THE case of Colm Murphy who was convicted by the Special non-jury Court despite proven Garda forgery of a statement on January 23 last is examined here by FR DES WILSON. For further comments critical of the conviction, see ‘What They Said’.SOME cases in the Irish-controlled part of Ireland have shown that the courts there are as much in need of reform and perhaps dismantling as the courts in the British-controlled part.
What is going wrong?
For political reasons the principle that people are innocent until proved guilty has been scrapped. Judges can now say they will not grant bail because a person “might commit further offence” before he or she has even been shown to have committed any.
And now a person’s previous convictions are being taken into account as part of the judgement – we had always been led to believe these should never even be mentioned until it came time for sentencing in case it might prejudice jury or judge. And we had a principle that in court the best and strongest evidence should be presented and accusations had to be proved beyond reasonable doubt. Now that is gone too and police can present flimsy evidence and judges can accept it.
Firm evidence should be required by judges, but now they can decide which witness to believe by looking at them – “I consider that witness by his demeanour to be trustworthy”, “I judge that one over there to be untrustworthy, because of his demeanour”. Demeanour, not evidence, then becomes the deciding factor in whether a judge will accept your evidence or not. It is a slight variation on the principle that if you came to court dressed in jeans and broken shoes you were likely to be disbelieved, whereas if you dress as if you were just out of a meeting of the bank board you had a better chance. Class and politics are alive and well and sneaking around our courts.

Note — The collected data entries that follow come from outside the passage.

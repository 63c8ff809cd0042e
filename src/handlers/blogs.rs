use axum::{
    Json,
    extract::{Path, State, rejection::JsonRejection},
    http::StatusCode,
    response::Response,
};
use serde_json::Value;

use super::{Created, message_body, mutation_body};
use crate::{
    auth::AuthUser,
    data::{DataAccess, Fetched},
    error::{ApiError, parse_id},
    models::{Blog, BlogRequest},
};

/// list_blogs
///
/// [Public Route] All posts, newest first.
#[utoipa::path(
    get,
    path = "/api/blogs",
    responses((status = 200, description = "All blog posts", body = [Blog]))
)]
pub async fn list_blogs(State(data): State<DataAccess>) -> Fetched<Vec<Blog>> {
    data.blogs().await
}

#[utoipa::path(
    get,
    path = "/api/blogs/{id}",
    params(("id" = i64, Path, description = "Blog ID")),
    responses(
        (status = 200, description = "Found", body = Blog),
        (status = 400, description = "Invalid ID"),
        (status = 404, description = "Blog not found")
    )
)]
pub async fn get_blog(
    State(data): State<DataAccess>,
    Path(id): Path<String>,
) -> Result<Response, ApiError> {
    let id = parse_id(&id)?;
    Ok(data.blog(id).await.found_or(ApiError::NotFound("Blog")))
}

#[utoipa::path(
    post,
    path = "/api/blogs",
    request_body = BlogRequest,
    responses(
        (status = 201, description = "Created"),
        (status = 400, description = "Missing fields or failed write"),
        (status = 503, description = "Database not configured")
    )
)]
pub async fn create_blog(
    State(data): State<DataAccess>,
    user: AuthUser,
    payload: Result<Json<BlogRequest>, JsonRejection>,
) -> Result<Created, ApiError> {
    data.writable()?;
    let Json(payload) = payload?;

    let blog = data.create_blog(payload.validate()?).await?;
    tracing::info!(blog_id = blog.id, by = %user.user_id, "blog created");

    Ok((
        StatusCode::CREATED,
        mutation_body("Blog created successfully", "blog", blog),
    ))
}

#[utoipa::path(
    put,
    path = "/api/blogs/{id}",
    params(("id" = i64, Path, description = "Blog ID")),
    request_body = BlogRequest,
    responses(
        (status = 200, description = "Updated"),
        (status = 404, description = "Blog not found")
    )
)]
pub async fn update_blog(
    State(data): State<DataAccess>,
    user: AuthUser,
    Path(id): Path<String>,
    payload: Result<Json<BlogRequest>, JsonRejection>,
) -> Result<Json<Value>, ApiError> {
    let id = parse_id(&id)?;
    data.writable()?;
    let Json(payload) = payload?;

    let blog = data.update_blog(id, payload.into_changes()).await?;
    tracing::info!(blog_id = id, by = %user.user_id, "blog updated");

    Ok(mutation_body("Blog updated successfully", "blog", blog))
}

#[utoipa::path(
    delete,
    path = "/api/blogs/{id}",
    params(("id" = i64, Path, description = "Blog ID")),
    responses(
        (status = 200, description = "Deleted"),
        (status = 404, description = "Blog not found")
    )
)]
pub async fn delete_blog(
    State(data): State<DataAccess>,
    user: AuthUser,
    Path(id): Path<String>,
) -> Result<Json<Value>, ApiError> {
    let id = parse_id(&id)?;
    data.delete_blog(id).await?;
    tracing::info!(blog_id = id, by = %user.user_id, "blog deleted");

    Ok(message_body("Blog deleted successfully"))
}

And in those cases where confessions are supposed to have been made but were inconveniently not signed, in political cases that is all right. It is also all right to have police in the witness box admitting to having forged signatures or documents – that does not invalidate the prosecution case.
It is small wonder that police on both sides of the border are saying they can bring people to “justice”. If the standard of evidence remains as it is now, even your wee nephew could bring people to court without knowing anything about either the law or the deed – and get them convicted.

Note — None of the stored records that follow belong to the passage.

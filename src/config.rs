use std::env;

/// Fallback signing secret for local runs. Never accepted in production.
const LOCAL_JWT_SECRET: &str = "heritage-portal-local-signing-secret";

/// Origin used when `ALLOWED_ORIGINS` is unset.
const LOCAL_ORIGIN: &str = "http://localhost:3000";

/// AppConfig
///
/// Immutable configuration loaded once at startup and shared with handlers and the
/// access gate through `FromRef`.
#[derive(Clone, Debug)]
pub struct AppConfig {
    // Runtime environment marker. Selects the log format and secret policy.
    pub env: Env,
    // Postgres connection string. `None` puts every read in fail-soft mode and
    // every write behind a 503.
    pub database_url: Option<String>,
    // Shared HMAC secret for issuing and verifying session tokens.
    pub jwt_secret: String,
    // Origins allowed to call the API cross-origin. The first entry is the default
    // origin reflected when the caller is not on the list.
    pub allowed_origins: Vec<String>,
    // Socket address the HTTP server binds to.
    pub bind_addr: String,
    // Optional webhook notified with the public paths to purge after a write.
    pub revalidate_url: Option<String>,
    // Bearer token sent to the purge webhook.
    pub revalidate_token: Option<String>,
}

/// Env
///
/// Runtime context, switching between developer conveniences and hardened settings.
#[derive(Clone, PartialEq, Debug)]
pub enum Env {
    Local,
    Production,
}

impl Default for AppConfig {
    /// Safe, non-panicking configuration for tests. No datastore is configured.
    fn default() -> Self {
        Self {
            env: Env::Local,
            database_url: None,
            jwt_secret: LOCAL_JWT_SECRET.to_string(),
            allowed_origins: vec![LOCAL_ORIGIN.to_string()],
            bind_addr: "0.0.0.0:3000".to_string(),
            revalidate_url: None,
            revalidate_token: None,
        }
    }
}

impl AppConfig {
    /// load
    ///
    /// Reads the configuration from environment variables.
    ///
    /// # Panics
    /// Panics in production when `JWT_SECRET` is missing, so the server never starts
    /// signing tokens with a well-known key.
    pub fn load() -> Self {
        let env = match env::var("APP_ENV").as_deref() {
            Ok("production") => Env::Production,
            _ => Env::Local,
        };

        let jwt_secret = match env {
            Env::Production => {
                env::var("JWT_SECRET").expect("FATAL: JWT_SECRET must be set in production.")
            }
            Env::Local => env::var("JWT_SECRET").unwrap_or_else(|_| LOCAL_JWT_SECRET.to_string()),
        };

        let allowed_origins = env::var("ALLOWED_ORIGINS")
            .ok()
            .map(|raw| parse_origins(&raw))
            .filter(|origins| !origins.is_empty())
            .unwrap_or_else(|| vec![LOCAL_ORIGIN.to_string()]);

        Self {
            env,
            database_url: non_empty_var("DATABASE_URL"),
            jwt_secret,
            allowed_origins,
            bind_addr: env::var("BIND_ADDR").unwrap_or_else(|_| "0.0.0.0:3000".to_string()),
            revalidate_url: non_empty_var("REVALIDATE_URL"),
            revalidate_token: non_empty_var("REVALIDATE_TOKEN"),
        }
    }

    /// The origin advertised to callers that are not on the allow-list.
    pub fn default_origin(&self) -> &str {
        self.allowed_origins
            .first()
            .map(String::as_str)
            .unwrap_or(LOCAL_ORIGIN)
    }
}

/// Splits a comma-separated origin list, dropping blanks and trailing slashes.
pub fn parse_origins(raw: &str) -> Vec<String> {
    raw.split(',')
        .map(|origin| origin.trim().trim_end_matches('/'))
        .filter(|origin| !origin.is_empty())
        .map(str::to_string)
        .collect()
}

// An empty variable counts as unset; deployments often export `DATABASE_URL=`.
fn non_empty_var(key: &str) -> Option<String> {
    env::var(key).ok().filter(|value| !value.trim().is_empty())
}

As has been pointed out many times, such standards in courts put people in extreme danger of wrong convictions and have another unavoidable result, namely that police seeing the low standard of investigation and evidence will take advantage, life people and fling them into prison, not in order to get justice, but in order to close their files. It is good to be able to say that the files on fifty cases have been closed but for those closed files you may also have fifty people in closed cells who should not be there.
And so no matter what you may think of this defendant or that one, every case should be look at with the greatest possible care and the strictest possible standards of behaviour and evidence demanded of everybody concerned, including judges. Judges inflict such differing sentences on different people that that is reason enough for alarm.
Every decision of every judge should be examined by an independent body and if a judge is unsatisfactory or unstable or careless or lacking in respect for lawyers or others in court, he or she should be told to go. Justice is too important to be administered by people who cannot be depended on to be calm, dignified and wise in all political situations. And politics should not be allowed to influence judgements.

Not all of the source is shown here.